Magnetic bombs are part of a Taliban strategy to sow terror and chaos among Afghans, particularly in the capital, local security officials say
Last Updated 16 December 2020, 22:12 IST

As he has done most workdays, Mahbubullah Mohibi left his home Tuesday morning in a white armored SUV with government plates, bound for his office job as deputy governor for Kabul province.

His driver was wheeling through the narrow streets of Kabul’s Macroyan neighborhood when the SUV was rocked by an explosion. Mohibi, 42, and his secretary were killed, and two bodyguards were wounded, a spokesperson for the Interior Ministry said.
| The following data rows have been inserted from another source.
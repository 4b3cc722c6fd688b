//! # moodgen common library
//!
//! Shared code for the moodgen workspace:
//! - Error and Result types
//! - TOML/environment configuration and root folder resolution
//! - Waveform model and PCM quantization helpers
//! - Duration to token budget mapping
//! - SQLite pool initialization

pub mod config;
pub mod db;
pub mod error;
pub mod tokens;
pub mod waveform;

pub use error::{Error, Result};
pub use tokens::{effective_duration_seconds, tokens_for_duration};
pub use waveform::Waveform;
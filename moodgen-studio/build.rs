//! Build script for moodgen-studio
//!
//! Captures build identification information at compile time:
//! - Git commit hash (short form)
//! - Build timestamp
//! - Build profile (debug/release)

use std::process::Command;

fn main() {
    let git_hash = Command::new("git")
        .args(["rev-parse", "--short=8", "HEAD"])
        .output()
        .ok()
        .filter(|output| output.status.success())
        .and_then(|output| String::from_utf8(output.stdout).ok())
        .map(|s| s.trim().to_string())
        .filter(|s| !s.is_empty())
        .unwrap_or_else(|| "unknown".to_string());

    // ISO 8601 with local offset, e.g. 2026-10-18T14:30:45+02:00
    let build_timestamp = chrono::Local::now().to_rfc3339_opts(chrono::SecondsFormat::Secs, false);

    let profile = std::env::var("PROFILE").unwrap_or_else(|_| "unknown".to_string());

    println!("cargo:rustc-env=GIT_HASH={}", git_hash);
    println!("cargo:rustc-env=BUILD_TIMESTAMP={}", build_timestamp);
    println!("cargo:rustc-env=BUILD_PROFILE={}", profile);
}
//! moodgen-studio - mood-to-music web service
//!
//! Turns a free-text mood description into a generated music clip, with
//! optional harmonic enhancement of stored clips.

use std::net::SocketAddr;
use std::path::{Path, PathBuf};
use std::sync::Arc;

use anyhow::{Context, Result};
use clap::{Parser, Subcommand};
use moodgen_common::config::{self, LoggingConfig, RootFolderInitializer, TomlConfig};
use moodgen_studio::services::{
    retention, AudioEnhancer, FileStore, GeminiClassifier, HttpMusicGenerator, ModelGate, MusicGenerator,
    RetentionPolicy,
};
use moodgen_studio::AppState;
use tokio::signal;
use tower::ServiceBuilder;
use tower_http::cors::CorsLayer;
use tower_http::trace::TraceLayer;
use tracing::info;
use tracing_subscriber::{layer::SubscriberExt, util::SubscriberInitExt, EnvFilter};

#[derive(Parser, Debug)]
#[command(name = "moodgen-studio")]
#[command(about = "Mood-to-music generation service")]
#[command(version)]
struct Args {
    /// TOML config file (defaults to ~/.config/moodgen/moodgen-studio.toml)
    #[arg(short, long, global = true, env = "MOODGEN_CONFIG")]
    config: Option<PathBuf>,

    /// Root folder for generated audio and the catalog database
    #[arg(short, long, global = true)]
    root_folder: Option<PathBuf>,

    #[command(subcommand)]
    command: Option<Command>,
}

#[derive(Subcommand, Debug)]
enum Command {
    /// Run the HTTP service (default)
    Serve {
        #[arg(short, long)]
        port: Option<u16>,
    },
    /// Generate a single clip and write it to a file
    Generate {
        #[arg(short, long)]
        prompt: String,

        /// Clip length in seconds
        #[arg(short, long, default_value_t = 20.0)]
        duration: f64,

        #[arg(short, long, default_value = "output.wav")]
        output: PathBuf,
    },
}

#[tokio::main]
async fn main() -> Result<()> {
    let args = Args::parse();

    let config_path = args.config.clone().or_else(config::default_config_path);
    let mut toml_config = match &config_path {
        Some(path) => config::load_toml_config(path)?,
        None => TomlConfig::default(),
    };
    toml_config.apply_env_overrides();

    init_tracing(&toml_config.logging)?;

    info!("Starting moodgen-studio v{}", env!("CARGO_PKG_VERSION"));
    info!(
        "Build: {} ({}) built {}",
        env!("GIT_HASH"),
        env!("BUILD_PROFILE"),
        env!("BUILD_TIMESTAMP")
    );
    if let Some(path) = &config_path {
        info!("Config file: {}", path.display());
    }

    let root_folder = config::resolve_root_folder(args.root_folder.as_deref(), &toml_config);

    match args.command.unwrap_or(Command::Serve { port: None }) {
        Command::Serve { port } => {
            if let Some(port) = port {
                toml_config.port = port;
            }
            serve(toml_config, root_folder).await
        }
        Command::Generate {
            prompt,
            duration,
            output,
        } => generate_once(toml_config, root_folder, &prompt, duration, &output).await,
    }
}

fn init_tracing(logging: &LoggingConfig) -> Result<()> {
    let filter = EnvFilter::try_from_default_env().unwrap_or_else(|_| {
        EnvFilter::new(format!(
            "moodgen_studio={level},moodgen_common={level},tower_http={level}",
            level = logging.level
        ))
    });

    match &logging.file {
        Some(path) => {
            let file = std::fs::OpenOptions::new()
                .create(true)
                .append(true)
                .open(path)
                .with_context(|| format!("Failed to open log file {}", path.display()))?;
            tracing_subscriber::registry()
                .with(filter)
                .with(
                    tracing_subscriber::fmt::layer()
                        .with_ansi(false)
                        .with_writer(std::sync::Mutex::new(file)),
                )
                .init();
        }
        None => {
            tracing_subscriber::registry()
                .with(filter)
                .with(tracing_subscriber::fmt::layer())
                .init();
        }
    }
    Ok(())
}

/// Open the root folder, catalog and collaborators; start loading the model
async fn build_state(toml_config: &TomlConfig, root_folder: PathBuf) -> Result<AppState> {
    info!("Root folder: {}", root_folder.display());
    let initializer = RootFolderInitializer::new(root_folder);
    initializer
        .ensure_directory_exists()
        .context("Failed to initialize root folder")?;

    let db_path = initializer.database_path();
    info!("Database: {}", db_path.display());
    let pool = moodgen_common::db::init_database_pool(&db_path)
        .await
        .context("Failed to open catalog database")?;

    let store = Arc::new(FileStore::new(pool, initializer.audio_dir()));

    let api_key = config::resolve_classifier_api_key(&toml_config.classifier)?;
    let classifier = Arc::new(
        GeminiClassifier::new(&toml_config.classifier, api_key).context("Failed to create classifier client")?,
    );

    let model_gate = Arc::new(ModelGate::new());
    let generator_config = toml_config.generator.clone();
    info!("Music generator endpoint: {}", generator_config.endpoint);
    model_gate.spawn_load(async move {
        let generator = HttpMusicGenerator::connect(&generator_config).await?;
        Ok(Arc::new(generator) as Arc<dyn MusicGenerator>)
    });

    let enhancer = AudioEnhancer::new(toml_config.enhancer.pre_emphasis);
    Ok(AppState::new(store, classifier, model_gate, enhancer))
}

async fn serve(toml_config: TomlConfig, root_folder: PathBuf) -> Result<()> {
    let state = build_state(&toml_config, root_folder).await?;

    let policy = RetentionPolicy::from(&toml_config.retention);
    let sweeper = retention::spawn_sweeper(
        Arc::clone(&state.store),
        policy,
        toml_config.retention.sweep_interval(),
    );

    let app = moodgen_studio::build_router(state).layer(
        ServiceBuilder::new()
            .layer(TraceLayer::new_for_http())
            .layer(CorsLayer::permissive()),
    );

    let ip: std::net::IpAddr = toml_config
        .host
        .parse()
        .with_context(|| format!("Invalid host address: {}", toml_config.host))?;
    let addr = SocketAddr::new(ip, toml_config.port);

    let listener = tokio::net::TcpListener::bind(addr)
        .await
        .with_context(|| format!("Failed to bind to {}", addr))?;
    info!("Listening on http://{}", addr);
    info!("Health check: http://{}/health", addr);

    axum::serve(listener, app)
        .with_graceful_shutdown(shutdown_signal())
        .await
        .context("Server error")?;

    sweeper.abort();
    info!("Server shutdown complete");
    Ok(())
}

async fn generate_once(
    toml_config: TomlConfig,
    root_folder: PathBuf,
    prompt: &str,
    duration: f64,
    output: &Path,
) -> Result<()> {
    let state = build_state(&toml_config, root_folder).await?;

    info!("Generating music for prompt: {}", prompt);
    let outcome = state
        .orchestrator
        .generate(prompt, duration)
        .await
        .context("Generation failed")?;

    tokio::fs::copy(&outcome.stored.path, output)
        .await
        .with_context(|| format!("Failed to write {}", output.display()))?;

    let c = &outcome.classification;
    println!("Classification:");
    println!("  Genre: {}", c.genre);
    println!("  Mood:  {}", c.mood);
    println!("  Tempo: {}", c.tempo);
    println!("Prompt: {}", outcome.prompt);
    println!(
        "Saved {} ({:.1} s, {} tokens) to {}",
        outcome.stored.identifier,
        outcome.effective_duration,
        outcome.max_new_tokens,
        output.display()
    );
    Ok(())
}

async fn shutdown_signal() {
    let ctrl_c = async {
        if let Err(e) = signal::ctrl_c().await {
            tracing::error!("Failed to install Ctrl+C handler: {}", e);
            std::future::pending::<()>().await;
        }
    };

    #[cfg(unix)]
    let terminate = async {
        match signal::unix::signal(signal::unix::SignalKind::terminate()) {
            Ok(mut sig) => {
                sig.recv().await;
            }
            Err(e) => {
                tracing::error!("Failed to install SIGTERM handler: {}", e);
                std::future::pending::<()>().await;
            }
        }
    };

    #[cfg(not(unix))]
    let terminate = std::future::pending::<()>();

    tokio::select! {
        _ = ctrl_c => {
            info!("Received Ctrl+C, shutting down");
        },
        _ = terminate => {
            info!("Received terminate signal, shutting down");
        },
    }
}
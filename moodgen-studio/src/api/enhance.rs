//! POST /harmonize and POST /reharmonize

use super::{audio_url, download_url, json_body, recorded, required_field};
use crate::services::{EnhancedFile, EnhancementKind, Outcome};
use crate::{ApiResult, AppState};
use axum::{extract::rejection::JsonRejection, extract::State, routing::post, Json, Router};
use serde::{Deserialize, Serialize};

#[derive(Debug, Deserialize)]
pub struct EnhanceRequest {
    /// Identifier of a stored clip
    #[serde(default)]
    pub filename: Option<String>,
    #[serde(default)]
    pub duration: Option<f64>,
}

#[derive(Debug, Serialize)]
pub struct EnhanceResponse {
    pub success: bool,
    pub filename: String,
    pub source_filename: String,
    pub audio_url: String,
    pub download_url: String,
    /// `"applied"` or `"fallback"`
    pub enhancement: &'static str,
    #[serde(skip_serializing_if = "Option::is_none")]
    pub fallback_reason: Option<String>,
    pub message: String,
}

impl EnhanceResponse {
    fn new(kind: EnhancementKind, file: EnhancedFile) -> Self {
        let filename = file.stored.identifier;
        let (enhancement, fallback_reason, message) = match file.outcome {
            Outcome::Applied => ("applied", None, format!("Audio {} successfully!", past_tense(kind))),
            Outcome::FellBack { reason } => (
                "fallback",
                Some(reason),
                format!("Could not {} audio; original kept", kind),
            ),
        };
        Self {
            success: true,
            audio_url: audio_url(&filename),
            download_url: download_url(&filename),
            filename,
            source_filename: file.source_identifier,
            enhancement,
            fallback_reason,
            message,
        }
    }
}

fn past_tense(kind: EnhancementKind) -> &'static str {
    match kind {
        EnhancementKind::Harmonize => "harmonized",
        EnhancementKind::Reharmonize => "reharmonized",
    }
}

async fn run_enhance(
    state: &AppState,
    kind: EnhancementKind,
    payload: Result<Json<EnhanceRequest>, JsonRejection>,
) -> ApiResult<Json<EnhanceResponse>> {
    let request = json_body(payload)?;
    let filename = required_field(request.filename, "No filename provided")?;

    tracing::info!(kind = %kind, filename = %filename, "Enhance request");
    let file = state.enhancement.enhance(&filename, kind, request.duration).await?;
    Ok(Json(EnhanceResponse::new(kind, file)))
}

/// POST /harmonize
pub async fn harmonize(
    State(state): State<AppState>,
    payload: Result<Json<EnhanceRequest>, JsonRejection>,
) -> ApiResult<Json<EnhanceResponse>> {
    let result = run_enhance(&state, EnhancementKind::Harmonize, payload).await;
    recorded(&state, result).await
}

/// POST /reharmonize
pub async fn reharmonize(
    State(state): State<AppState>,
    payload: Result<Json<EnhanceRequest>, JsonRejection>,
) -> ApiResult<Json<EnhanceResponse>> {
    let result = run_enhance(&state, EnhancementKind::Reharmonize, payload).await;
    recorded(&state, result).await
}

pub fn enhance_routes() -> Router<AppState> {
    Router::new()
        .route("/harmonize", post(harmonize))
        .route("/reharmonize", post(reharmonize))
}
//! World simulation engine.
//!
//! This module implements the toroidal grid where cells live, die and are born
//! under Conway's rules, plus the loop that drives it generation by generation.

pub mod cell;
pub mod grid;
pub mod patterns;
pub mod simulation;
pub mod snapshot;

pub use cell::Cell;
pub use grid::Grid;
pub use patterns::Pattern;
pub use simulation::{Outcome, Simulation, SimulationResult};
pub use snapshot::Snapshot;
Someone had attached a homemade magnetic bomb to Mohibi’s vehicle, an increasingly common and lethal tactic targeting government officials and other prominent Afghans in the capital.

The dull, crumpling echo of a magnetic bomb detonation has lately provided the daily soundtrack to Kabul’s busy morning commute. A so-called “sticky bomb” exploded nearly every day somewhere in Afghanistan this fall — with dozens such attacks in Kabul alone in the past six months, according to New York Times tallies.

A few hours after the attack on Mohibi, a magnetic bomb killed Abdul Rahman Atshan, provincial council deputy chief of central Afghanistan’s Ghor province, and seriously injured a council member riding with him, a provincial police spokesperson said.

And Wednesday morning, a police officer and a government intelligence officer were killed in separate blasts in Kabul caused by magnetic bombs attached to their vehicles, a police official said.

Magnetic bombs are part of a Taliban strategy to sow terror and chaos among Afghans, particularly in the capital, local security officials say. Coupled with assassinations of government employees, security forces and civil leaders by roving gunmen, the attacks have underscored the government’s inability to protect its own people — and are adding fuel to the public’s growing discontent and distrust of Afghanistan’s leaders in the midst of their efforts to negotiate peace terms with the Taliban.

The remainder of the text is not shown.